Data excerpts:
------

use crate::address::to_strkey;
use crate::errors::{flatten_minter, ClientError};
use crate::sandbox::Sandbox;
use crate::wallet::JettonWallet;
use base64::{engine::general_purpose::STANDARD as BASE64, Engine};
use jetton_minter::testutils::install_native_wallet;
use jetton_minter::{
    plan_mint, JettonData, JettonMinterClient, SupplyPrice, SupplyTerms, WalletDiscovery,
};
use serde::{Deserialize, Serialize};
use soroban_sdk::{Address, Bytes, Env};

/// Descriptive metadata stored opaquely by the minter.
#[derive(Debug, Clone, PartialEq, Eq, Serialize, Deserialize)]
pub struct JettonMinterContent {
    pub uri: String,
}

#[derive(Debug, Clone)]
pub struct JettonMinterConfig {
    pub admin: Address,
    pub content: JettonMinterContent,
    pub capped_supply: i128,
    pub price: i128,
}

pub fn jetton_content_to_bytes(env: &Env, content: &JettonMinterContent) -> Bytes {
    Bytes::from_slice(env, content.uri.as_bytes())
}

/// Typed handle on a deployed minter.
pub struct JettonMinter {
    env: Env,
    address: Address,
    native_wallets: bool,
}

impl JettonMinter {
    /// Deploy a new minter with `config` on `sandbox`.
    pub fn create_from_config(
        sandbox: &Sandbox,
        config: &JettonMinterConfig,
    ) -> Result<Self, ClientError> {
        if config.price <= 0 || config.capped_supply < 0 {
            return Err(ClientError::InvalidConfig(format!(
                "price {} and capped supply {} must be positive",
                config.price, config.capped_supply
            )));
        }

        let env = sandbox.env();
        let address = env.register(
            jetton_minter::JettonMinter,
            (
                config.admin.clone(),
                sandbox.payment_asset().clone(),
                sandbox.wallet_code(),
                jetton_content_to_bytes(env, &config.content),
                config.capped_supply,
                config.price,
            ),
        );

        tracing::info!(
            "jetton minter deployed at {} (cap {}, price {})",
            to_strkey(&address)?,
            config.capped_supply,
            config.price
        );

        Ok(Self::create_from_address(sandbox, address))
    }

    pub fn create_from_address(sandbox: &Sandbox, address: Address) -> Self {
        Self {
            env: sandbox.env().clone(),
            address,
            native_wallets: sandbox.template().is_native(),
        }
    }

    pub fn address(&self) -> &Address {
        &self.address
    }

    fn client(&self) -> JettonMinterClient<'_> {
        JettonMinterClient::new(&self.env, &self.address)
    }

    /// Buy units for `to` with `total_amount`, paid by `via`.
    ///
    /// `total_amount < forward_amount` is refused here without touching the
    /// ledger.
    pub fn send_mint(
        &self,
        via: &Address,
        to: &Address,
        forward_amount: i128,
        total_amount: i128,
    ) -> Result<i128, ClientError> {
        if total_amount < forward_amount {
            return Err(ClientError::ForwardExceedsTotal {
                forward: forward_amount,
                total: total_amount,
            });
        }

        // Native wallets live outside the mint invocation, so only install
        // one for a mint the ledger is going to accept. A mint that still
        // fails afterwards (e.g. unfunded requestor) leaves an empty wallet.
        if self.native_wallets && plan_mint(self.terms(), forward_amount, total_amount).is_ok() {
            install_native_wallet(&self.env, &self.address, to);
        }

        let result = flatten_minter(self.client().try_mint(
            via,
            to,
            &forward_amount,
            &total_amount,
        ));
        match &result {
            Ok(units) => tracing::info!("minted {} units for {:?}", units, to),
            Err(e) if e.is_fatal() => tracing::error!("mint rejected: {}", e),
            Err(e) => tracing::warn!("mint rejected: {}", e),
        }
        result
    }

    pub fn send_discovery(&self, owner: &Address, include_address: bool) -> WalletDiscovery {
        self.client().provide_wallet_address(owner, &include_address)
    }

    pub fn send_change_admin(&self, via: &Address, new_admin: &Address) -> Result<(), ClientError> {
        let result = flatten_minter(self.client().try_change_admin(via, new_admin));
        if let Err(e) = &result {
            tracing::warn!("admin change rejected: {}", e);
        }
        result
    }

    pub fn send_collect_proceeds(
        &self,
        via: &Address,
        to: &Address,
        amount: i128,
    ) -> Result<(), ClientError> {
        flatten_minter(self.client().try_collect_proceeds(via, to, &amount))
    }

    fn terms(&self) -> SupplyTerms {
        let supply_price = self.get_supply_price();
        SupplyTerms {
            total_supply: self.get_jetton_data().total_supply,
            capped_supply: supply_price.capped_supply,
            price: supply_price.price,
        }
    }

    pub fn get_jetton_data(&self) -> JettonData {
        self.client().get_jetton_data()
    }

    pub fn get_wallet_address(&self, owner: &Address) -> Address {
        self.client().get_wallet_address(owner)
    }

    pub fn get_supply_price(&self) -> SupplyPrice {
        self.client().get_supply_price()
    }

    pub fn user_wallet(&self, owner: &Address) -> JettonWallet {
        JettonWallet::create_from_address(&self.env, self.get_wallet_address(owner))
    }
}

/// Printable form of `get_jetton_data`.
#[derive(Debug, Clone, Serialize, Deserialize, PartialEq)]
pub struct JettonDataView {
    pub total_supply: i128,
    pub mintable: bool,
    pub admin: String,
    /// The content decoded as a URI, when it is valid UTF-8.
    #[serde(skip_serializing_if = "Option::is_none")]
    pub content_uri: Option<String>,
    pub content_base64: String,
    pub wallet_code: String,
}

impl JettonDataView {
    pub fn from_data(data: &JettonData) -> Result<Self, ClientError> {
        let content: Vec<u8> = data.content.iter().collect();
        Ok(Self {
            total_supply: data.total_supply,
            mintable: data.mintable,
            admin: to_strkey(&data.admin)?,
            content_uri: String::from_utf8(content.clone()).ok(),
            content_base64: BASE64.encode(&content),
            wallet_code: hex::encode(data.wallet_code.to_array()),
        })
    }
}

#[derive(Debug, Clone, Copy, Serialize, Deserialize, PartialEq, Eq)]
pub struct SupplyPriceView {
    pub capped_supply: i128,
    pub price: i128,
}

impl From<&SupplyPrice> for SupplyPriceView {
    fn from(value: &SupplyPrice) -> Self {
        Self {
            capped_supply: value.capped_supply,
            price: value.price,
        }
    }
}

#[cfg(test)]
mod tests {
    use super::*;
    use crate::sandbox::tests::built_wallet_wasm;
    use jetton_minter::testutils::is_wallet_installed;
    use jetton_minter::MinterError;
    use soroban_sdk::testutils::Address as _;

    const CAPPED_SUPPLY: i128 = 1000;
    const PRICE: i128 = 100_000;

    fn deploy(sandbox: &mut Sandbox) -> (JettonMinter, Address, Address) {
        let deployer = sandbox.treasury("deployer");
        let user = sandbox.treasury("user");
        let minter = JettonMinter::create_from_config(
            sandbox,
            &JettonMinterConfig {
                admin: deployer.clone(),
                content: JettonMinterContent {
                    uri: "https://ton.org/".to_string(),
                },
                capped_supply: CAPPED_SUPPLY,
                price: PRICE,
            },
        )
        .unwrap();
        (minter, deployer, user)
    }

    #[test]
    fn test_should_deploy() {
        let mut sandbox = Sandbox::new(1_000_000_000);
        let (minter, deployer, _user) = deploy(&mut sandbox);

        let view = JettonDataView::from_data(&minter.get_jetton_data()).unwrap();
        assert_eq!(view.total_supply, 0);
        assert!(view.mintable);
        assert_eq!(view.admin, to_strkey(&deployer).unwrap());
        assert_eq!(view.content_uri.as_deref(), Some("https://ton.org/"));
        assert_eq!(view.wallet_code, hex::encode(sandbox.template().code()));
    }

    #[test]
    fn test_should_mint_max_value() {
        let mut sandbox = Sandbox::new(1_000_000_000);
        let (minter, _deployer, user) = deploy(&mut sandbox);

        let minted = minter
            .send_mint(&user, &user, 500_000, CAPPED_SUPPLY * PRICE)
            .unwrap();
        assert_eq!(minted, CAPPED_SUPPLY);

        let wallet = minter.user_wallet(&user);
        assert_eq!(wallet.get_jetton_balance().unwrap(), CAPPED_SUPPLY);
        assert!(!minter.get_jetton_data().mintable);
    }

    #[test]
    fn test_should_not_mint_more_than_capped_supply() {
        let mut sandbox = Sandbox::new(1_000_000_000);
        let (minter, _deployer, user) = deploy(&mut sandbox);
        minter
            .send_mint(&user, &user, 0, CAPPED_SUPPLY * PRICE)
            .unwrap();

        let err = minter.send_mint(&user, &user, 0, PRICE).unwrap_err();
        assert!(err.is_fatal());
        assert_eq!(err.exit_code(), Some(256));
        assert_eq!(minter.get_jetton_data().total_supply, CAPPED_SUPPLY);
    }

    #[test]
    fn test_rejected_mint_installs_no_native_wallet() {
        let mut sandbox = Sandbox::new(1_000_000_000);
        let (minter, _deployer, user) = deploy(&mut sandbox);
        let recipient = Address::generate(sandbox.env());

        let err = minter.send_mint(&user, &recipient, 0, PRICE - 1).unwrap_err();
        assert_eq!(err.exit_code(), Some(4));
        assert!(!is_wallet_installed(sandbox.env(), minter.address(), &recipient));

        minter
            .send_mint(&user, &user, 0, CAPPED_SUPPLY * PRICE)
            .unwrap();
        let err = minter.send_mint(&user, &recipient, 0, PRICE).unwrap_err();
        assert_eq!(err.exit_code(), Some(256));
        assert!(!is_wallet_installed(sandbox.env(), minter.address(), &recipient));
        assert!(is_wallet_installed(sandbox.env(), minter.address(), &user));
    }

    #[test]
    fn test_forward_above_total_never_reaches_ledger() {
        let mut sandbox = Sandbox::new(1_000_000_000);
        let (minter, _deployer, user) = deploy(&mut sandbox);
        let before = sandbox.payment_balance(&user);

        let err = minter.send_mint(&user, &user, PRICE + 1, PRICE).unwrap_err();
        assert!(matches!(err, ClientError::ForwardExceedsTotal { .. }));
        assert_eq!(minter.get_jetton_data().total_supply, 0);
        assert_eq!(sandbox.payment_balance(&user), before);
    }

    #[test]
    fn test_should_get_valid_price() {
        let mut sandbox = Sandbox::new(1_000_000_000);
        let (minter, _deployer, user) = deploy(&mut sandbox);

        assert_eq!(minter.get_supply_price().price, PRICE);
        minter.send_mint(&user, &user, 0, 10 * PRICE).unwrap();
        assert_eq!(
            SupplyPriceView::from(&minter.get_supply_price()),
            SupplyPriceView {
                capped_supply: CAPPED_SUPPLY,
                price: PRICE,
            }
        );
    }

    #[test]
    fn test_discovery_matches_wallet_address() {
        let mut sandbox = Sandbox::new(1_000_000_000);
        let (minter, _deployer, user) = deploy(&mut sandbox);
        let address = minter.get_wallet_address(&user);

        let discovery = minter.send_discovery(&user, true);
        assert_eq!(discovery.wallet_address, address);
        assert_eq!(discovery.owner, Some(user.clone()));
        assert_eq!(minter.send_discovery(&user, false).owner, None);

        minter.send_mint(&user, &user, 0, PRICE).unwrap();
        assert_eq!(minter.get_wallet_address(&user), address);
    }

    #[test]
    fn test_change_admin_flow() {
        let mut sandbox = Sandbox::new(1_000_000_000);
        let (minter, deployer, user) = deploy(&mut sandbox);
        let new_admin = Address::generate(sandbox.env());

        let err = minter.send_change_admin(&user, &user).unwrap_err();
        assert!(matches!(err, ClientError::Contract(MinterError::Unauthorized)));
        assert_eq!(minter.get_jetton_data().admin, deployer);

        minter.send_change_admin(&deployer, &new_admin).unwrap();
        assert!(minter.send_change_admin(&deployer, &deployer).is_err());
        minter.send_change_admin(&new_admin, &deployer).unwrap();
        assert_eq!(minter.get_jetton_data().admin, deployer);
    }

    #[test]
    fn test_collect_proceeds() {
        let mut sandbox = Sandbox::new(1_000_000_000);
        let (minter, deployer, user) = deploy(&mut sandbox);
        let deployer_before = sandbox.payment_balance(&deployer);

        minter.send_mint(&user, &user, 0, 4 * PRICE).unwrap();
        minter
            .send_collect_proceeds(&deployer, &deployer, 4 * PRICE)
            .unwrap();
        assert_eq!(sandbox.payment_balance(&deployer), deployer_before + 4 * PRICE);
        assert_eq!(sandbox.payment_balance(minter.address()), 0);
    }

    #[test]
    fn test_first_mint_deploys_wallet_from_wasm() {
        let Some(path) = built_wallet_wasm() else {
            return;
        };
        let mut sandbox = Sandbox::with_wallet_wasm(1_000_000_000, &path).unwrap();
        let (minter, _deployer, user) = deploy(&mut sandbox);
        let wallet = minter.user_wallet(&user);
        assert!(wallet.get_wallet_data().is_err());

        assert_eq!(minter.send_mint(&user, &user, 1_000, 3 * PRICE).unwrap(), 3);
        let data = wallet.get_wallet_data().unwrap();
        assert_eq!(data.balance, 3);
        assert_eq!(data.owner, user);
        assert_eq!(&data.minter, minter.address());

        // The second credit lands in the wallet deployed by the first.
        assert_eq!(minter.send_mint(&user, &user, 0, 2 * PRICE).unwrap(), 2);
        assert_eq!(wallet.get_jetton_balance().unwrap(), 5);
        assert_eq!(wallet.address(), &minter.get_wallet_address(&user));
        assert_eq!(minter.get_jetton_data().total_supply, 5);
    }

    #[test]
    fn test_rejects_invalid_config_before_deploying() {
        let sandbox = Sandbox::new(0);
        let admin = Address::generate(sandbox.env());
        let result = JettonMinter::create_from_config(
            &sandbox,
            &JettonMinterConfig {
                admin,
                content: JettonMinterContent {
                    uri: "https://ton.org/".to_string(),
                },
                capped_supply: CAPPED_SUPPLY,
                price: 0,
            },
        );
        assert!(matches!(result, Err(ClientError::InvalidConfig(_))));
    }
}
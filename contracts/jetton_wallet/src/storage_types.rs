use soroban_sdk::{contracttype, Address};

pub(crate) const DAY_IN_LEDGERS: u32 = 17280;
pub(crate) const INSTANCE_BUMP_AMOUNT: u32 = 7 * DAY_IN_LEDGERS;
pub(crate) const INSTANCE_LIFETIME_THRESHOLD: u32 = INSTANCE_BUMP_AMOUNT - DAY_IN_LEDGERS;

#[derive(Clone)]
#[contracttype]
pub enum DataKey {
    Owner,
    Minter,
    Balance,
}

/// Snapshot returned by `get_wallet_data`.
#[contracttype]
#[derive(Clone, Debug, Eq, PartialEq)]
pub struct WalletData {
    pub balance: i128,
    pub owner: Address,
    pub minter: Address,
}

/// Published to the owner when a credit carries a non-zero forward amount.
#[contracttype]
#[derive(Clone, Debug, Eq, PartialEq)]
pub struct TransferNotification {
    pub amount: i128,
    pub from: Address,
    pub forward_amount: i128,
}
//! Service factory wiring the REST products resource into service handles

use std::sync::Arc;
use std::time::Duration;

use shopfeed_core::{ContentClient, ServiceFactory, ShoppingService};
use shopfeed_domain::{ContentApiConfig, Result, ShopFeedError};
use url::Url;

use super::products::ContentApiProducts;
use crate::http::HttpClient;

/// Builds [`ShoppingService`] handles that talk to the Content API over
/// HTTP. One `HttpClient` is shared by every handle it produces.
#[derive(Debug, Clone)]
pub struct ContentApiServiceFactory {
    http: HttpClient,
    base_url: Url,
}

impl ContentApiServiceFactory {
    pub fn new(http: HttpClient, base_url: &str) -> Result<Self> {
        let base_url = Url::parse(base_url).map_err(|e| {
            ShopFeedError::Config(format!("invalid Content API base URL '{base_url}': {e}"))
        })?;
        Ok(Self { http, base_url })
    }

    /// Factory with transport settings taken from configuration.
    pub fn from_config(config: &ContentApiConfig) -> Result<Self> {
        let mut builder =
            HttpClient::builder().timeout(Duration::from_secs(config.timeout_seconds));
        if let Some(agent) = &config.user_agent {
            builder = builder.user_agent(agent.clone());
        }
        Self::new(builder.build()?, &config.base_url)
    }

    pub fn base_url(&self) -> &Url {
        &self.base_url
    }
}

impl ServiceFactory for ContentApiServiceFactory {
    fn shopping_service(&self, client: Arc<ContentClient>) -> Result<ShoppingService> {
        let products =
            ContentApiProducts::new(self.http.clone(), self.base_url.clone(), Arc::clone(&client));
        Ok(ShoppingService::new(client, Arc::new(products)))
    }
}
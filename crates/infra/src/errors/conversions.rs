//! Conversions from external infrastructure errors into domain errors.

use keyring::Error as KeyringError;
use reqwest::Error as HttpError;
use serde_json::Error as JsonError;
use shopfeed_domain::ShopFeedError;

/// Error newtype that keeps conversions on the infrastructure side and can be
/// converted back into the domain error.
#[derive(Debug)]
pub struct InfraError(pub ShopFeedError);

impl From<InfraError> for ShopFeedError {
    fn from(value: InfraError) -> Self {
        value.0
    }
}

impl From<ShopFeedError> for InfraError {
    fn from(value: ShopFeedError) -> Self {
        InfraError(value)
    }
}

/// Extension trait to make the conversion logic explicit in tests and within
/// this module.
trait IntoShopFeedError {
    fn into_shopfeed(self) -> ShopFeedError;
}

/* -------------------------------------------------------------------------- */
/* keyring::Error → ShopFeedError */
/* -------------------------------------------------------------------------- */

impl IntoShopFeedError for KeyringError {
    fn into_shopfeed(self) -> ShopFeedError {
        use KeyringError::*;

        let description = self.to_string();

        match self {
            NoEntry => ShopFeedError::Security("keychain entry not found".into()),
            BadEncoding(_) => {
                ShopFeedError::Security("credential in keychain is not valid UTF-8".into())
            }
            TooLong(name, limit) => ShopFeedError::Security(format!(
                "keychain attribute '{name}' exceeds platform limit ({limit})"
            )),
            Invalid(attr, reason) => {
                ShopFeedError::Security(format!("keychain attribute '{attr}' is invalid: {reason}"))
            }
            PlatformFailure(err) => {
                ShopFeedError::Security(format!("keychain platform error: {err}"))
            }
            NoStorageAccess(err) => {
                ShopFeedError::Security(format!("unable to access secure storage: {err}"))
            }
            _ => ShopFeedError::Security(description),
        }
    }
}

impl From<KeyringError> for InfraError {
    fn from(value: KeyringError) -> Self {
        InfraError(value.into_shopfeed())
    }
}

/* -------------------------------------------------------------------------- */
/* reqwest::Error → ShopFeedError */
/* -------------------------------------------------------------------------- */

// Only transport failures arrive here. Non-2xx answers are read by the
// products resource and surface as `ShopFeedError::Remote`.
impl IntoShopFeedError for HttpError {
    fn into_shopfeed(self) -> ShopFeedError {
        if self.is_timeout() {
            return ShopFeedError::Network("HTTP request timed out".into());
        }

        if self.is_connect() {
            return ShopFeedError::Network("HTTP connection failure".into());
        }

        if self.is_builder() {
            return ShopFeedError::Internal(format!("invalid HTTP request: {self}"));
        }

        if self.is_decode() || self.is_body() {
            return ShopFeedError::Network(format!("failed to read HTTP response: {self}"));
        }

        ShopFeedError::Network(self.to_string())
    }
}

impl From<HttpError> for InfraError {
    fn from(value: HttpError) -> Self {
        InfraError(value.into_shopfeed())
    }
}

/* -------------------------------------------------------------------------- */
/* serde_json::Error → ShopFeedError */
/* -------------------------------------------------------------------------- */

impl IntoShopFeedError for JsonError {
    fn into_shopfeed(self) -> ShopFeedError {
        if self.is_io() {
            return ShopFeedError::Internal(format!("JSON I/O failure: {self}"));
        }
        ShopFeedError::InvalidInput(format!("invalid JSON: {self}"))
    }
}

impl From<JsonError> for InfraError {
    fn from(value: JsonError) -> Self {
        InfraError(value.into_shopfeed())
    }
}

/* -------------------------------------------------------------------------- */
/* Tests */
/* -------------------------------------------------------------------------- */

------

### TASK TO COMPLETE
Show the lines in the entries above that include the string "WalletDiscovery".

### EXERCISE OUTPUT
    plan_mint, JettonData, JettonMinterClient, SupplyPrice, SupplyTerms, WalletDiscovery,
    pub fn send_discovery(&self, owner: &Address, include_address: bool) -> WalletDiscovery {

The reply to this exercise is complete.